The Perils of High-Powered Incentives: Evidence from Colombia's False Positives
High-powered incentives for the military and security services have become a common counterinsurgency strategy over the last several decades. We investigate the use of such incentives for members of the Colombian army in the long-running civil war against left-wing guerillas, and show that it produced several perverse side effects. Innocent civilians were killed and misrepresented as guerillas (a phenomenon known in Colombia as ‘false positives’). Exploiting the fact that Colombian colonels have stronger career concerns and should be more responsive to such incentives, we show that there were significantly more false positives during the period of high-powered incentives in municipalities where a higher share of brigades were commanded by colonels and in those where checks coming from civilian judicial institutions were weaker. We further find that in municipalities with a higher share of colonels, the period of high-powered incentives coincided with a worsening of local judicial institutions and no discernible improvement in the overall security situation.

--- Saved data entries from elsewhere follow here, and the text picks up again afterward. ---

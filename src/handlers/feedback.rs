// src/handlers/feedback.rs

use axum::{
    extract::{Query, State},
    http::StatusCode,
    response::IntoResponse,
    Json,
};
use serde_json::{json, Value};

use crate::{
    common::error::{ApiError, AppError},
    config::AppState,
    middleware::{
        auth::{AuthenticatedUser, OptionalUser},
        extract::{IdPath, ValidJson},
        i18n::Locale,
    },
    models::feedback::{
        CreateFeedbackPayload, Feedback, FeedbackDetail, FeedbackFilter, FeedbackQuery,
        UpdateFeedbackPayload, UpdateStatusPayload,
    },
};

// GET /api/feedback?search=&category=&status=&company=
#[utoipa::path(
    get,
    path = "/api/feedback",
    tag = "Feedback",
    params(FeedbackQuery),
    responses(
        (status = 200, description = "Feedbacks filtrados, por id", body = Vec<FeedbackDetail>),
        (status = 400, description = "Filtro inválido")
    )
)]
pub async fn list_feedback(
    State(app_state): State<AppState>,
    locale: Locale,
    Query(query): Query<FeedbackQuery>,
) -> Result<Json<Vec<FeedbackDetail>>, ApiError> {
    let filter = FeedbackFilter::from_query(query)
        .map_err(|e| e.to_api_error(&locale, &app_state.i18n_store))?;

    let feedbacks = app_state
        .feedback_service
        .list(&filter)
        .await
        .map_err(|e| e.to_api_error(&locale, &app_state.i18n_store))?;

    Ok(Json(feedbacks))
}

// GET /api/feedback/{id}
#[utoipa::path(
    get,
    path = "/api/feedback/{id}",
    tag = "Feedback",
    params(("id" = i32, Path, description = "ID do feedback")),
    responses(
        (status = 200, description = "Feedback", body = FeedbackDetail),
        (status = 404, description = "Feedback não encontrado")
    )
)]
pub async fn get_feedback(
    State(app_state): State<AppState>,
    locale: Locale,
    IdPath(id): IdPath,
) -> Result<Json<FeedbackDetail>, ApiError> {
    let feedback = app_state
        .feedback_service
        .get(id)
        .await
        .map_err(|e| e.to_api_error(&locale, &app_state.i18n_store))?;

    Ok(Json(feedback))
}

// POST /api/feedback
#[utoipa::path(
    post,
    path = "/api/feedback",
    tag = "Feedback",
    request_body = CreateFeedbackPayload,
    responses(
        (status = 201, description = "Feedback criado", body = Feedback),
        (status = 400, description = "Dados inválidos"),
        (status = 404, description = "Usuário, empresa, categoria ou status não encontrado")
    )
)]
pub async fn create_feedback(
    State(app_state): State<AppState>,
    locale: Locale,
    ValidJson(payload): ValidJson<CreateFeedbackPayload>,
) -> Result<impl IntoResponse, ApiError> {
    let feedback = app_state
        .feedback_service
        .create(&payload)
        .await
        .map_err(|e| e.to_api_error(&locale, &app_state.i18n_store))?;

    Ok((StatusCode::CREATED, Json(feedback)))
}

// PUT /api/feedback/{id}
#[utoipa::path(
    put,
    path = "/api/feedback/{id}",
    tag = "Feedback",
    params(("id" = i32, Path, description = "ID do feedback")),
    request_body = UpdateFeedbackPayload,
    responses(
        (status = 200, description = "Feedback atualizado", body = Feedback),
        (status = 400, description = "Dados inválidos"),
        (status = 401, description = "Token exigido pela política FEEDBACK_UPDATE_POLICY=restricted"),
        (status = 403, description = "Sem permissão (política restrita)"),
        (status = 404, description = "Feedback, categoria ou status não encontrado")
    ),
    security((), ("api_jwt" = []))
)]
pub async fn update_feedback(
    State(app_state): State<AppState>,
    locale: Locale,
    OptionalUser(caller): OptionalUser,
    IdPath(id): IdPath,
    ValidJson(payload): ValidJson<UpdateFeedbackPayload>,
) -> Result<Json<Feedback>, ApiError> {
    let feedback = app_state
        .feedback_service
        .update(id, &payload, caller.as_ref())
        .await
        .map_err(|e| e.to_api_error(&locale, &app_state.i18n_store))?;

    Ok(Json(feedback))
}

// PUT /api/feedback/{id}/status
#[utoipa::path(
    put,
    path = "/api/feedback/{id}/status",
    tag = "Feedback",
    params(("id" = i32, Path, description = "ID do feedback")),
    request_body = UpdateStatusPayload,
    responses(
        (status = 200, description = "Status alterado", body = FeedbackDetail),
        (status = 400, description = "Dados inválidos"),
        (status = 401, description = "Token ausente ou inválido"),
        (status = 403, description = "Nem autor, nem empresa alvo, nem administrador"),
        (status = 404, description = "Feedback ou status não encontrado")
    ),
    security(("api_jwt" = []))
)]
pub async fn update_feedback_status(
    State(app_state): State<AppState>,
    locale: Locale,
    AuthenticatedUser(claims): AuthenticatedUser,
    IdPath(id): IdPath,
    ValidJson(payload): ValidJson<UpdateStatusPayload>,
) -> Result<Json<FeedbackDetail>, ApiError> {
    let Some(status_id) = payload.status_id else {
        return Err(AppError::InternalServerError(anyhow::anyhow!("status_id ausente após validação"))
            .to_api_error(&locale, &app_state.i18n_store));
    };

    let feedback = app_state
        .feedback_service
        .change_status(id, status_id, &claims)
        .await
        .map_err(|e| e.to_api_error(&locale, &app_state.i18n_store))?;

    Ok(Json(feedback))
}

// DELETE /api/feedback/{id}
#[utoipa::path(
    delete,
    path = "/api/feedback/{id}",
    tag = "Feedback",
    params(("id" = i32, Path, description = "ID do feedback")),
    responses(
        (status = 200, description = "Feedback apagado junto com as respostas"),
        (status = 404, description = "Feedback não encontrado")
    )
)]
pub async fn delete_feedback(
    State(app_state): State<AppState>,
    locale: Locale,
    IdPath(id): IdPath,
) -> Result<Json<Value>, ApiError> {
    let deleted = app_state
        .feedback_service
        .delete(id)
        .await
        .map_err(|e| e.to_api_error(&locale, &app_state.i18n_store))?;

    Ok(Json(json!({ "id": deleted })))
}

Previously circulated as "The Perils of Top-down State Building: Evidence from Colombia's False Positives." We thank Alberto Alesina, Jennifer Alix-Garcia, Melissa Dell, Quoc-Anh Do, Oendrila Dube, Georgy Egorov, Joan Esteban, Raquel Fernández, Patrick Francois, Jeffry Frieden, Scott Gehlbach, Avner Greif, Daniel Hidalgo, Kim Hill, Ruixue Jia, Kai Konrad, Eliana La Ferrara, Horacio Larreguy, Chappel Lawson, Stelios Michalopoulos, Karl Ove Moene, Torsten Persson, Debraj Ray, Marta Reynal-Querol, Thomas Romer, Ben Schneider, Guido Tabellini, Felipe Valencia, Nico Voigtländer, Fabrizio Zilibotti and seminar participants at CIFAR's Institutions, Organizations and Growth Program, George Mason University, Harvard-MIT Positive Political Economy Seminar, Harvard's Economic History Workshop, ICESI, Munich Lectures in Economics, Third Conference on Advances on the Political Economy of Conflict and Redistribution (Max Plank, ESO, WZB), Universidad de los Andes, Universidad del Rosario, the University of Wisconsin LACIS Lunchtime Lecture, the 8th Annual Petralia Applied Economics Workshop, and the NBER Summer Institute Workshop in Political Economy. Acemoglu gratefully acknowledges financial support from the ARO. The views expressed herein are those of the authors and do not necessarily reflect the views of the National Bureau of Economic Research.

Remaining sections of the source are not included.